Siamo qui

Cosa spinge un pugno di scalmanati a continuare a redigere otto pagine di un giornale cartaceo a quarant’anni esatti dall’uscita del primo numero? Nonostante l’avvento dell’on-line, l’età che avanza, la precarietà che corrode i redditi e limita gli abbonamenti, la crisi della militanza e tante altre cose che dovrebbero scoraggiare simili folli imprese?
Cosa induce una redazione minuscola e sparpagliata a progettare ogni mese un numero nuovo, a inventarsi una pagina di sole immagini, e altre sette di lettura critica dei fatti quotidiani, di cronaca, di analisi, di cultura, di battaglie?

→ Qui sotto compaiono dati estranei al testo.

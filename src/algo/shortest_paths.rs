/*!
# Single-Source Shortest Paths

Dijkstra's algorithm on non-negative edge weights. As [`Weight`] is unsigned, negative weights
cannot be represented at all and are rejected when a graph is read.
*/

use std::{cmp::Reverse, collections::BinaryHeap};

use super::*;

/// Result of a single-source shortest path computation.
/// Unreachable nodes have no distance.
#[derive(Debug, Clone, PartialEq, Eq)]
pub struct Distances {
    source: Node,
    distances: Vec<Option<Distance>>,
}

impl Distances {
    /// Returns the source node of the computation
    pub fn source(&self) -> Node {
        self.source
    }

    /// Returns the distance from the source to `u` or `None` if `u` is unreachable
    /// ** Panics if `u >= n` **
    pub fn distance_to(&self, u: Node) -> Option<Distance> {
        self.distances[u as usize]
    }

    /// Returns an iterator over all reachable nodes together with their distance, in node order
    pub fn reachable(&self) -> impl Iterator<Item = (Node, Distance)> + '_ {
        self.distances
            .iter()
            .enumerate()
            .filter_map(|(u, d)| d.map(|d| (u as Node, d)))
    }

    /// Returns the reachable node with maximum distance from the source.
    /// Ties are broken in favor of the smallest node.
    pub fn farthest(&self) -> (Node, Distance) {
        self.reachable()
            .reduce(|best, cur| if cur.1 > best.1 { cur } else { best })
            .unwrap_or((self.source, 0))
    }
}

pub trait ShortestPaths: AdjacencyList {
    /// Computes the weighted distance from `source` to every node of the graph.
    ///
    /// # Examples
    /// ```
    /// use lgraphs::{prelude::*, algo::*};
    ///
    /// let g = LabelledGraph::from_named_edges(
    ///     "g",
    ///     [("a", "b", 5), ("a", "c", 1), ("c", "b", 2), ("x", "y", 1)],
    /// );
    ///
    /// let dist = g.shortest_distances_from(0);
    /// assert_eq!(dist.distance_to(1), Some(3));
    /// assert_eq!(dist.distance_to(3), None);
    /// assert_eq!(dist.farthest(), (1, 3));
    /// ```
    fn shortest_distances_from(&self, source: Node) -> Distances;
}

impl<G> ShortestPaths for G
where
    G: AdjacencyList,
{
    fn shortest_distances_from(&self, source: Node) -> Distances {
        let mut distances = vec![None; self.len()];
        let mut finalized = NodeMarker::new(self.number_of_nodes());
        let mut heap = BinaryHeap::new();

        distances[source as usize] = Some(0);
        heap.push(Reverse((0, source)));

        while let Some(Reverse((dist_u, u))) = heap.pop() {
            // stale entry of a node that was already reached on a shorter path
            if finalized.set_bit(u) {
                continue;
            }

            for &HalfEdge { target, weight } in self.half_edges_of(u) {
                let candidate = dist_u + weight as Distance;
                if distances[target as usize].is_none_or(|d| candidate < d) {
                    distances[target as usize] = Some(candidate);
                    heap.push(Reverse((candidate, target)));
                }
            }
        }

        Distances { source, distances }
    }
}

Ebbene, le risposte sono semplici. In primo luogo il continuare a credere in una comunicazione che è anche relazione, contatto, confronto, sguardo. Credere nel valore della propaganda: la diffusione, umile ma orgogliosa e costante, di idee, programmi, proposte, critiche, e nello stesso tempo fatto concreto, come può esserlo il giornale stesso, o, ancor di più l’esempio di una vita militante frutto di una scelta volontaria, vissuta da quel particolare punto di vista rappresentato dal sentirsi e dal cercare di essere, nei limiti del possibile e contro ogni ostacolo o avversità, anarchici.
Questo giornale, fragile nella sua robustezza economica, ma forte in virtù delle energie che ad esso si dedicano e di quelle che ha saputo stimolare, ha narrato per quarant’anni fatti e misfatti del potere; ha cercato di mantenere la bussola verso una prospettiva libertaria davanti ai numerosi tentativi di spacciare per prospettive di liberazione ed emancipazione delle banali ricerche di potere o di improbabili scorciatoie per risolvere la questione sociale all’insegna del cinico ma perdente detto che il fine giustifica i mezzi.
Noi siamo ancora qui, a raccontare che “non ci sono poteri buoni”, e come tante storie siano finite male quando han cercato di cambiare il potere”, e dei tanti sogni che hanno lasciato il posto alle delusioni o – peggio ancora – ai più opportunistici adattamenti, tradendo gli intenti iniziali cui pure avevamo dato, sebbene criticamente, un certo credito e il beneficio della buona fede.
Siamo stati al nostro posto, non certo comodo, molto spesso in prima fila nelle lotte di ogni tipo, e grazie a questo oggi possiamo insistere nel ribadire che i sogni non possono né devono finire ammaestrati dalla realtà, cioè dallo squallore e dallo spettacolo quotidiano di una società crudele, ma devono espandersi, contagiare, trasformare questa realtà. O almeno, devono provare a farlo.
E cos’è un giornale che nasce nel gennaio del 1977, e nel gennaio del 2017 continua a narrare e a propagandare la giusta sovversione contro le follie del militarismo, contro lo schifo del razzismo, contro il cinismo dello sfruttamento dell’uomo sull’uomo, e dell’uomo sull’ambiente, se non esso stesso parte di questo sogno e di questa utopia che dimostra la forza e il coraggio delle idee di autogoverno, di partecipazione dal basso, di azione diretta, di libertà che oggi rinascono nelle rivolte, nelle sommosse, nei movimenti, nelle sperimentazioni in atto ai quattro angoli del Mondo, e rappresentano il futuro concreto e più attuale che mai per milioni di individui?
Senza escludere le altre forme oggi possibili di fare propaganda e comunicAzione libertaria, dal sito web alla pagina Facebook, dall’abbonamento al pdf piuttosto che al cartaceo, Sicilia libertaria ritiene di avere un grande ruolo da svolgere; ritiene che a un corteo a Niscemi o a un blocco ai cancelli del MUOS, così come a una manifestazione di lavoratori precari o di disoccupati, a una mostra di artisti senza padroni né padrini, fare circolare un giornale anarchico sia ancora un fatto importante, spesso fondamentale; mettere in mano a una persona una copia del giornale è dargli un pegno, passargli un testimone, aprirgli un mondo in cui la relazione politica, che è anche umana e tale vuole restare, è fondamentale, necessaria, indispensabile.
Ecco la semplice risposta alla domanda iniziale; ecco perché siamo ancora al nostro posto, noi folli e giusti, come scriveva Giovanni Marini, a progettare un futuro libertario, mese dopo mese, anzi, minuto dopo minuto, nella nostra terra e nell’Internazionale che verrà.